(Beginning of Data records)

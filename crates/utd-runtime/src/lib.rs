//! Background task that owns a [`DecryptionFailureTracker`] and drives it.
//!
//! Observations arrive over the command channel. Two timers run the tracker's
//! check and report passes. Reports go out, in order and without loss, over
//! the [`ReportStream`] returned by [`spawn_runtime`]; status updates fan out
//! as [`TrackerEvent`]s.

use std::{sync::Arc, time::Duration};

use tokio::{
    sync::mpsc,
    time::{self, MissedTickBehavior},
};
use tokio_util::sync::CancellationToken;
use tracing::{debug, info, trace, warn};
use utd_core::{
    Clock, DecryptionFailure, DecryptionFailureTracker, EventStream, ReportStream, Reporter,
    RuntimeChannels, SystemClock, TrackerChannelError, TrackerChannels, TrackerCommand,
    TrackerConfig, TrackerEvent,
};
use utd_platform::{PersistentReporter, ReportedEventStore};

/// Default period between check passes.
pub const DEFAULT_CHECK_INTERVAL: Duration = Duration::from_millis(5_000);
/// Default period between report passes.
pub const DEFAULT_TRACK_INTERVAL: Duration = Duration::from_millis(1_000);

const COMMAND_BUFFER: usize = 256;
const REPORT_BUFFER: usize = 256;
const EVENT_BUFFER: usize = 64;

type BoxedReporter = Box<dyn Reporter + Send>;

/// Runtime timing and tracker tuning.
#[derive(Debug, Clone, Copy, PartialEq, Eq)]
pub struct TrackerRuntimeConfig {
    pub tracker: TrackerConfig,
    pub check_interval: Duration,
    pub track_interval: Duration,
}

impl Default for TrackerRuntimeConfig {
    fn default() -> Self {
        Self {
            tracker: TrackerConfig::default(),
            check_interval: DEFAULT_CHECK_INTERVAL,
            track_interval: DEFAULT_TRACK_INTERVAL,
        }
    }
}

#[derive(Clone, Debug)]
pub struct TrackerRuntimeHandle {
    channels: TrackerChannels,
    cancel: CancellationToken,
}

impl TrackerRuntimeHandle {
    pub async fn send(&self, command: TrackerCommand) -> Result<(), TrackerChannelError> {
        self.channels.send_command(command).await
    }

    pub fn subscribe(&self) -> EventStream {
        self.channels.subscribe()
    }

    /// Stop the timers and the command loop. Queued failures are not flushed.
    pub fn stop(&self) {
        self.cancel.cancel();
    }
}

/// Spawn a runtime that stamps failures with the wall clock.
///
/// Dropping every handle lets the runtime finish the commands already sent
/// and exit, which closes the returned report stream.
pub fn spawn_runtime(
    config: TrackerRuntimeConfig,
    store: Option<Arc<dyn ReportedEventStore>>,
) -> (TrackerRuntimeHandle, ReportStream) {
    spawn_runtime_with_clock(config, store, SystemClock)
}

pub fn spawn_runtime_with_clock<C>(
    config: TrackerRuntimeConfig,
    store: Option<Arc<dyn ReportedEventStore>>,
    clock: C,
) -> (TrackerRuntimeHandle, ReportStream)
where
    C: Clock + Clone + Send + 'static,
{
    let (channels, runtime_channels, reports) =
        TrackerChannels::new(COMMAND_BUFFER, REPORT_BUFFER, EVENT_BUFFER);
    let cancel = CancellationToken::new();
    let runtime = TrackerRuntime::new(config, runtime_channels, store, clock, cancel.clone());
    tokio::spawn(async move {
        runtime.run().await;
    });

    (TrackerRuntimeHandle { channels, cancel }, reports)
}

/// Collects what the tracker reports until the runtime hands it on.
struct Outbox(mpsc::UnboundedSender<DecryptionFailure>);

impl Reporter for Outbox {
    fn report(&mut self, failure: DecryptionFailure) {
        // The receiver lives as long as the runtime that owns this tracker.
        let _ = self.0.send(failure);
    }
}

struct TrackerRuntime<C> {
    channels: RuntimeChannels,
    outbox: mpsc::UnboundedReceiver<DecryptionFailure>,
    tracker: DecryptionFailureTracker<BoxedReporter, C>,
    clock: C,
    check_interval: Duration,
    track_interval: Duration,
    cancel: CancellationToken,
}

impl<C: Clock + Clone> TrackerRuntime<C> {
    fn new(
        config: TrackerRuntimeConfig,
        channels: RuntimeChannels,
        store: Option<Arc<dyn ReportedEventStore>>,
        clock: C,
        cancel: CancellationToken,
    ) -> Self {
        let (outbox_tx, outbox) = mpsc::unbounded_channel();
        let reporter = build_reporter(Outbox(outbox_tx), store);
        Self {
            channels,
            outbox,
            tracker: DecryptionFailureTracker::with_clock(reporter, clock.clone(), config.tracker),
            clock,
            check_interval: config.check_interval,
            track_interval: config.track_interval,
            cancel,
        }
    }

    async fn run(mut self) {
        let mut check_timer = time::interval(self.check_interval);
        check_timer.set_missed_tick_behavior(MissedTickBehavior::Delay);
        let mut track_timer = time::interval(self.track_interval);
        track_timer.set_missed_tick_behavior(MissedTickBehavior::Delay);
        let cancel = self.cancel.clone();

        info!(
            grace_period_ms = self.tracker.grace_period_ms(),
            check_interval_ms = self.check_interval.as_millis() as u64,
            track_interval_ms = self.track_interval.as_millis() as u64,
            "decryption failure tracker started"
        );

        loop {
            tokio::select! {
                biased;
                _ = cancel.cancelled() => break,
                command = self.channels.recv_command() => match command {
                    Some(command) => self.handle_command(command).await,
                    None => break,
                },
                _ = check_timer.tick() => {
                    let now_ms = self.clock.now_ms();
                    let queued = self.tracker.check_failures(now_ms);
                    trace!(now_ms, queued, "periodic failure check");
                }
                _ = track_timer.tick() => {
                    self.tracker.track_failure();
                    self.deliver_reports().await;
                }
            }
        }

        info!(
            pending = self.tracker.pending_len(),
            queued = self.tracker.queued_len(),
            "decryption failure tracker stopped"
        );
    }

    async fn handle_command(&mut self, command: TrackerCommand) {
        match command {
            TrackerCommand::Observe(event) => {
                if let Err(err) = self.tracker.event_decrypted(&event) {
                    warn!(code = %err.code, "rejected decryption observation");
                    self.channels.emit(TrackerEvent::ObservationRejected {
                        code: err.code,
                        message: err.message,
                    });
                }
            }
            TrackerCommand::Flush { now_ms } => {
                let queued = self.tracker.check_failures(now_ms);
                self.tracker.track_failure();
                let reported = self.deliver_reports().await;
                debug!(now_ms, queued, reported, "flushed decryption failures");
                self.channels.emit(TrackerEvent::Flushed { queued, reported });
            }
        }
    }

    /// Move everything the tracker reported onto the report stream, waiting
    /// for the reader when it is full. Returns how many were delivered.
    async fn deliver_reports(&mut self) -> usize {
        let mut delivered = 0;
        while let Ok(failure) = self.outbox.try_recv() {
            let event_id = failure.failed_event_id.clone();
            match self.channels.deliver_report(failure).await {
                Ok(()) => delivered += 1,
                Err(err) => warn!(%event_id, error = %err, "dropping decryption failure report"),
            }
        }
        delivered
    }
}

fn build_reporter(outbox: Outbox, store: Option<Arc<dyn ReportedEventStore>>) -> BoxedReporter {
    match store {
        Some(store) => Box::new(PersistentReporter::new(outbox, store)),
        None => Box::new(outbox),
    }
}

(End of Data records)
(Beginning of Data records)

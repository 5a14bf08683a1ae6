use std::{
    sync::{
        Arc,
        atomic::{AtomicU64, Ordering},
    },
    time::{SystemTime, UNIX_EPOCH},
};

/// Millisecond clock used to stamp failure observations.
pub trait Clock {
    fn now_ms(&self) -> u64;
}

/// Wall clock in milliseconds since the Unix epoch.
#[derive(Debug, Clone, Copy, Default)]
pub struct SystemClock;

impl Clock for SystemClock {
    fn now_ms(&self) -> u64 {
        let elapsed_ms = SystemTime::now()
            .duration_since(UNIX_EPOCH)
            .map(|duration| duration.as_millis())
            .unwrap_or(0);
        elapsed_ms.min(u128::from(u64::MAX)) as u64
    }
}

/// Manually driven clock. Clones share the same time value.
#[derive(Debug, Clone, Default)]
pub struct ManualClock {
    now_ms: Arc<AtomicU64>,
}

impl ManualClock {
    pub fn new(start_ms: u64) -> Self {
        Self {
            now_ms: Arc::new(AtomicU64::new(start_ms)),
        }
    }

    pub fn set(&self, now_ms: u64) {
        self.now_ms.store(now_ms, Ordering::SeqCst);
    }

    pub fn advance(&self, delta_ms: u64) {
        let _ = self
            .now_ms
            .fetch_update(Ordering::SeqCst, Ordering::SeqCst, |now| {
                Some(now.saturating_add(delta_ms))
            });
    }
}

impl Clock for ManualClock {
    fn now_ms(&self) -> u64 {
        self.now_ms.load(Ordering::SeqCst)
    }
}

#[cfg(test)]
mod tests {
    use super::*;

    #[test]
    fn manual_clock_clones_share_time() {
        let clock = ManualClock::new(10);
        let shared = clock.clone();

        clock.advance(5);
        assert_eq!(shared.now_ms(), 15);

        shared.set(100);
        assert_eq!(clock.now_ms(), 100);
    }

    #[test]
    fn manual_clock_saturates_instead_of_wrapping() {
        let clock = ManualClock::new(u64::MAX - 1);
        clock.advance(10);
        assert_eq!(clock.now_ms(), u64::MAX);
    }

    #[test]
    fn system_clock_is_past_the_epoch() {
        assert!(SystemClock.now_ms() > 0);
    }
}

(End of Data records)

- _Exercise instructions_:
If a line in the records includes the string "MissedTickBehavior", copy it.

- _Exercise result_:
    time::{self, MissedTickBehavior},
        check_timer.set_missed_tick_behavior(MissedTickBehavior::Delay);
        track_timer.set_missed_tick_behavior(MissedTickBehavior::Delay);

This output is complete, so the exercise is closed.